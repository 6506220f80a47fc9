//! File edit tool for exact string replacement

use async_trait::async_trait;
use orca_core::tool::{parse_input, SchemaBuilder};
use orca_core::{Result, Tool, ToolContext, ToolResult};
use serde::Deserialize;
use serde_json::Value;
use tokio::fs;

/// Replace text in a file the session has read
#[derive(Debug, Default)]
pub struct FileEditTool;

#[derive(Debug, Deserialize)]
struct Input {
    path: String,
    old_text: String,
    new_text: String,
    #[serde(default)]
    replace_all: bool,
}

#[async_trait]
impl Tool for FileEditTool {
    fn name(&self) -> &str {
        "file_edit"
    }

    fn description(&self) -> &str {
        "Perform exact text replacement in a file. old_text must be unique unless replace_all is set. \
The file must have been read with file_read first."
    }

    fn input_schema(&self) -> Value {
        SchemaBuilder::object()
            .string("path", "Path of the file to edit", true)
            .string("old_text", "The text to search for (must be unique in the file)", true)
            .string("new_text", "The text to replace it with", true)
            .boolean("replace_all", "Replace all occurrences (default: false)", false)
            .build()
    }

    async fn execute(&self, input: Value, ctx: &ToolContext) -> Result<ToolResult> {
        let input: Input = parse_input(input)?;
        tracing::debug!(path = %input.path, replace_all = input.replace_all, "Editing file");

        if !ctx.has_read(&input.path) {
            return Ok(ToolResult::error(format!(
                "File '{}' has not been read in this session. Read it with file_read before editing it.",
                input.path
            )));
        }
        if input.old_text.is_empty() {
            return Ok(ToolResult::error("old_text must not be empty"));
        }

        let content = match fs::read_to_string(&input.path).await {
            Ok(content) => content,
            Err(e) => {
                return Ok(ToolResult::error(format!(
                    "Failed to read file '{}': {}",
                    input.path, e
                )));
            }
        };

        let count = content.matches(&input.old_text).count();
        if count == 0 {
            return Ok(ToolResult::error(format!(
                "Text not found in file: '{}'",
                input.old_text
            )));
        }
        if count > 1 && !input.replace_all {
            return Ok(ToolResult::error(format!(
                "Found {} occurrences of the text. Use replace_all or provide more context to make it unique.",
                count
            )));
        }

        let updated = if input.replace_all {
            content.replace(&input.old_text, &input.new_text)
        } else {
            content.replacen(&input.old_text, &input.new_text, 1)
        };

        match fs::write(&input.path, updated).await {
            Ok(()) => Ok(ToolResult::success(format!(
                "Successfully replaced {} occurrence(s) in '{}'",
                count, input.path
            ))),
            Err(e) => Ok(ToolResult::error(format!(
                "Failed to write file '{}': {}",
                input.path, e
            ))),
        }
    }
}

------------------------------------

The task
Tally the lines in the listing that hold the string "exact"; your reply is that total alone.

Answer to the problem
2